Abstract

The effect of acute metabolic acid-base changes on renal magnesium transport is not well defined. We have examined renal magnesium handling in three groups of ten acutely thyroparathyroidectomized rats infused with isotonic NaCl (controls), NH 4Cl (acidosis), and NaHCO 3 (alkalosis). To define the interactions of furosemide with acid-base changes and in an attempt to localize the site of action of acidosis and alkalosis on tubular magnesium transport, the rats were studied in a second phase after administration of a maximal dose of furosemide. Before furosemide, the blood pH was 7.40 in the controls, 7.27 ( P < 0.001) in the acidotic rats, and 7.56 ( P < 0.001) in the alkalotic rats.
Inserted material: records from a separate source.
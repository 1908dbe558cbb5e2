//! In-memory double-entry ledger
//!
//! This module provides `InMemoryLedgerStore`, the reference implementation of
//! [`LedgerStore`]. Accounts live in a `DashMap` keyed by id, with a second map
//! enforcing the one-account-per-(kind, owner, currency) rule. Postings live in
//! an append-only journal behind a single `RwLock`.
//!
//! # Atomicity
//!
//! A posting set is validated in full before the journal write lock is taken,
//! and is appended under that one lock acquisition. Balance reads take the read
//! lock, so a reader sees either none or all of a transaction's postings.
//!
//! # Balances
//!
//! The journal keeps a running (credits - debits) total per account alongside
//! the raw rows. [`LedgerStore::audit`] recomputes every total from the rows and
//! reports any drift.

use async_trait::async_trait;
use dashmap::DashMap;
use rust_decimal::Decimal;
use std::collections::{BTreeMap, HashMap};
use tokio::sync::RwLock;
use tracing::{debug, info};

use super::traits::LedgerStore;
use crate::types::{
    Account, AccountId, AccountKey, AccountKind, Currency, Posting, TransactionId, WalletError,
};

#[derive(Debug, Default)]
struct Journal {
    postings: Vec<Posting>,
    by_transaction: HashMap<TransactionId, Vec<usize>>,
    by_account: HashMap<AccountId, Vec<usize>>,
    balances: HashMap<AccountId, Decimal>,
}

impl Journal {
    fn rows(&self, indices: Option<&Vec<usize>>) -> Vec<Posting> {
        indices
            .map(|indices| indices.iter().map(|&i| self.postings[i].clone()).collect())
            .unwrap_or_default()
    }
}

/// Outcome of a full ledger audit
#[derive(Debug, Clone, Default, PartialEq, Eq)]
pub struct LedgerAudit {
    /// Transactions that own postings
    pub transactions: usize,

    /// Posting rows in the journal
    pub postings: usize,

    /// Sum of all debits, per currency
    pub debits: BTreeMap<String, Decimal>,

    /// Sum of all credits, per currency
    pub credits: BTreeMap<String, Decimal>,

    /// Transactions whose posting set does not net to zero
    pub imbalanced: Vec<TransactionId>,

    /// Accounts whose running balance disagrees with their posting rows
    pub drifted: Vec<AccountId>,
}

impl LedgerAudit {
    /// Whether every transaction balances, every currency nets to zero and no
    /// running balance has drifted
    pub fn is_consistent(&self) -> bool {
        self.imbalanced.is_empty() && self.drifted.is_empty() && self.debits == self.credits
    }
}

/// Ledger store backed by process memory
#[derive(Debug, Default)]
pub struct InMemoryLedgerStore {
    accounts: DashMap<AccountId, Account>,
    index: DashMap<AccountKey, AccountId>,
    journal: RwLock<Journal>,
}

impl InMemoryLedgerStore {
    /// Create an empty ledger
    pub fn new() -> Self {
        Self::default()
    }

    fn key(
        owner: Option<&str>,
        currency: &Currency,
        kind: AccountKind,
    ) -> Result<AccountKey, WalletError> {
        match (kind, owner) {
            (AccountKind::User, None) => Err(WalletError::InvalidAccount {
                message: "user accounts need an owner".to_string(),
            }),
            (AccountKind::User, Some(owner)) if owner.trim().is_empty() => {
                Err(WalletError::InvalidAccount {
                    message: "user accounts need a non-empty owner".to_string(),
                })
            }
            (AccountKind::Escrow, Some(owner)) => Err(WalletError::InvalidAccount {
                message: format!("escrow accounts have no owner, got '{}'", owner),
            }),
            _ => Ok(AccountKey {
                kind,
                owner: owner.map(str::to_string),
                currency: currency.clone(),
            }),
        }
    }

    /// Check one transaction's posting set against the accounts it touches
    fn validate(&self, transaction: TransactionId, postings: &[Posting]) -> Result<(), WalletError> {
        let first = postings
            .first()
            .ok_or_else(|| WalletError::invalid_posting(transaction, "empty posting set"))?;

        let mut debits = Decimal::ZERO;
        let mut credits = Decimal::ZERO;

        for posting in postings {
            if posting.transaction_id != transaction {
                return Err(WalletError::invalid_posting(
                    transaction,
                    format!("posting {} belongs to {}", posting.id.0, posting.transaction_id),
                ));
            }
            if !posting.is_well_formed() {
                return Err(WalletError::invalid_posting(
                    transaction,
                    format!("posting {} must have exactly one positive side", posting.id.0),
                ));
            }
            if posting.currency != first.currency {
                return Err(WalletError::invalid_posting(
                    transaction,
                    format!("mixed currencies {} and {}", first.currency, posting.currency),
                ));
            }

            let account = self
                .accounts
                .get(&posting.account_id)
                .ok_or(WalletError::UnknownAccount {
                    id: posting.account_id,
                })?;
            if account.currency != posting.currency {
                return Err(WalletError::invalid_posting(
                    transaction,
                    format!(
                        "account {} holds {}, posting is in {}",
                        account.id, account.currency, posting.currency
                    ),
                ));
            }

            debits = debits
                .checked_add(posting.debit)
                .ok_or_else(|| WalletError::amount_overflow(format!("debits of {}", transaction)))?;
            credits = credits
                .checked_add(posting.credit)
                .ok_or_else(|| WalletError::amount_overflow(format!("credits of {}", transaction)))?;
        }

        if debits != credits {
            return Err(WalletError::ImbalancedPostings {
                transaction,
                debits,
                credits,
            });
        }

        Ok(())
    }
}

#[async_trait]
impl LedgerStore for InMemoryLedgerStore {
    async fn create_account(
        &self,
        owner: Option<&str>,
        currency: &Currency,
        kind: AccountKind,
    ) -> Result<Account, WalletError> {
        let key = Self::key(owner, currency, kind)?;

        // The index entry guard makes check-and-create atomic per key
        let id = *self.index.entry(key).or_insert_with(|| {
            let account = match owner {
                Some(owner) => Account::user(owner, currency.clone()),
                None => Account::escrow(currency.clone()),
            };
            info!(account = %account.id, %kind, owner, %currency, "account created");
            let id = account.id;
            self.accounts.insert(id, account);
            id
        });

        self.accounts
            .get(&id)
            .map(|entry| entry.value().clone())
            .ok_or(WalletError::UnknownAccount { id })
    }

    async fn find_account(
        &self,
        owner: Option<&str>,
        currency: &Currency,
        kind: AccountKind,
    ) -> Result<Option<Account>, WalletError> {
        let key = Self::key(owner, currency, kind)?;
        let id = match self.index.get(&key) {
            Some(entry) => *entry.value(),
            None => return Ok(None),
        };
        Ok(self.accounts.get(&id).map(|entry| entry.value().clone()))
    }

    async fn get_account(&self, id: AccountId) -> Result<Option<Account>, WalletError> {
        Ok(self.accounts.get(&id).map(|entry| entry.value().clone()))
    }

    async fn accounts(&self) -> Result<Vec<Account>, WalletError> {
        Ok(self
            .accounts
            .iter()
            .map(|entry| entry.value().clone())
            .collect())
    }

    async fn get_balance(&self, id: AccountId) -> Result<Decimal, WalletError> {
        if !self.accounts.contains_key(&id) {
            return Err(WalletError::UnknownAccount { id });
        }

        let journal = self.journal.read().await;
        Ok(journal.balances.get(&id).copied().unwrap_or(Decimal::ZERO))
    }

    async fn commit_postings(
        &self,
        transaction: TransactionId,
        postings: Vec<Posting>,
    ) -> Result<(), WalletError> {
        // Accounts are immutable, so validation does not need the journal lock
        self.validate(transaction, &postings)?;

        let mut journal = self.journal.write().await;
        if journal.by_transaction.contains_key(&transaction) {
            return Err(WalletError::DuplicatePostings { transaction });
        }

        // New running balances are computed in full before the journal changes
        let mut updated: HashMap<AccountId, Decimal> = HashMap::new();
        for posting in &postings {
            let current = match updated.get(&posting.account_id) {
                Some(balance) => *balance,
                None => journal
                    .balances
                    .get(&posting.account_id)
                    .copied()
                    .unwrap_or(Decimal::ZERO),
            };
            let next = current
                .checked_add(posting.signed_amount())
                .ok_or_else(|| {
                    WalletError::amount_overflow(format!("balance of account {}", posting.account_id))
                })?;
            updated.insert(posting.account_id, next);
        }

        let rows = postings.len();
        let mut indices = Vec::with_capacity(rows);
        for posting in postings {
            let index = journal.postings.len();
            journal
                .by_account
                .entry(posting.account_id)
                .or_default()
                .push(index);
            journal.postings.push(posting);
            indices.push(index);
        }
        journal.by_transaction.insert(transaction, indices);
        journal.balances.extend(updated);

        debug!(%transaction, rows, "postings committed");
        Ok(())
    }

    async fn postings_for_transaction(
        &self,
        transaction: TransactionId,
    ) -> Result<Vec<Posting>, WalletError> {
        let journal = self.journal.read().await;
        Ok(journal.rows(journal.by_transaction.get(&transaction)))
    }

    async fn postings_for_account(&self, id: AccountId) -> Result<Vec<Posting>, WalletError> {
        if !self.accounts.contains_key(&id) {
            return Err(WalletError::UnknownAccount { id });
        }

        let journal = self.journal.read().await;
        Ok(journal.rows(journal.by_account.get(&id)))
    }

    async fn audit(&self) -> Result<LedgerAudit, WalletError> {
        let journal = self.journal.read().await;

        let mut audit = LedgerAudit {
            transactions: journal.by_transaction.len(),
            postings: journal.postings.len(),
            ..Default::default()
        };

        let mut recomputed: HashMap<AccountId, Decimal> = HashMap::new();
        for posting in &journal.postings {
            let code = posting.currency.code();
            accumulate(
                audit.debits.entry(code.to_string()).or_default(),
                posting.debit,
                "audit debits",
            )?;
            accumulate(
                audit.credits.entry(code.to_string()).or_default(),
                posting.credit,
                "audit credits",
            )?;
            accumulate(
                recomputed.entry(posting.account_id).or_default(),
                posting.signed_amount(),
                "audit balances",
            )?;
        }

        for (transaction, indices) in &journal.by_transaction {
            let net = indices.iter().try_fold(Decimal::ZERO, |net, &i| {
                net.checked_add(journal.postings[i].signed_amount())
                    .ok_or_else(|| WalletError::amount_overflow(format!("net of {}", transaction)))
            })?;
            if !net.is_zero() {
                audit.imbalanced.push(*transaction);
            }
        }

        for (account, running) in &journal.balances {
            let expected = recomputed.get(account).copied().unwrap_or(Decimal::ZERO);
            if *running != expected {
                audit.drifted.push(*account);
            }
        }

        audit.imbalanced.sort();
        audit.drifted.sort();
        Ok(audit)
    }
}

fn accumulate(total: &mut Decimal, amount: Decimal, context: &str) -> Result<(), WalletError> {
    *total = total
        .checked_add(amount)
        .ok_or_else(|| WalletError::amount_overflow(context))?;
    Ok(())
}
The filtered magnesium load was not significantly different in the three groups, but fractional excretion of magnesium (FEMg) was 33.7%, 37.4%, and 13.3% in the controls, the acidosis group, and the alkalosis group, respectively. Following furosemide, the blood pH was unchanged in each group, but FEMg increased significantly to 55.4%, 71.1% ( P < 0.01 compared with controls), and 41.4% ( P < 0.01 compared with controls) in the controls, the acidotic rats, and the alkalotic rats, respectively. These data indicate that metabolic alkalosis per se enhances renal magnesium transport, and this effect is also evident after blockade of loop magnesium reabsorption by a maximal dose of furosemide. Acidosis per se does not significantly alter magnesium transport, but an inhibitory effect of acidosis on magnesium reabsorption becomes evident when distal magnesium delivery is greatly increased by furosemide. These interactions suggest that metabolic acid-base changes and furosemide may influence magnesium reabsorption at different tubule sites. We propose that, in accord with recent micropuncture studies, metabolic alkalosis may enhance magnesium reabsorption in the descending limb of Henle's loop, probably the pars recta, while metabolic acidosis may have an inhibitory effect on magnesium reabsorption that is located in the distal tubule.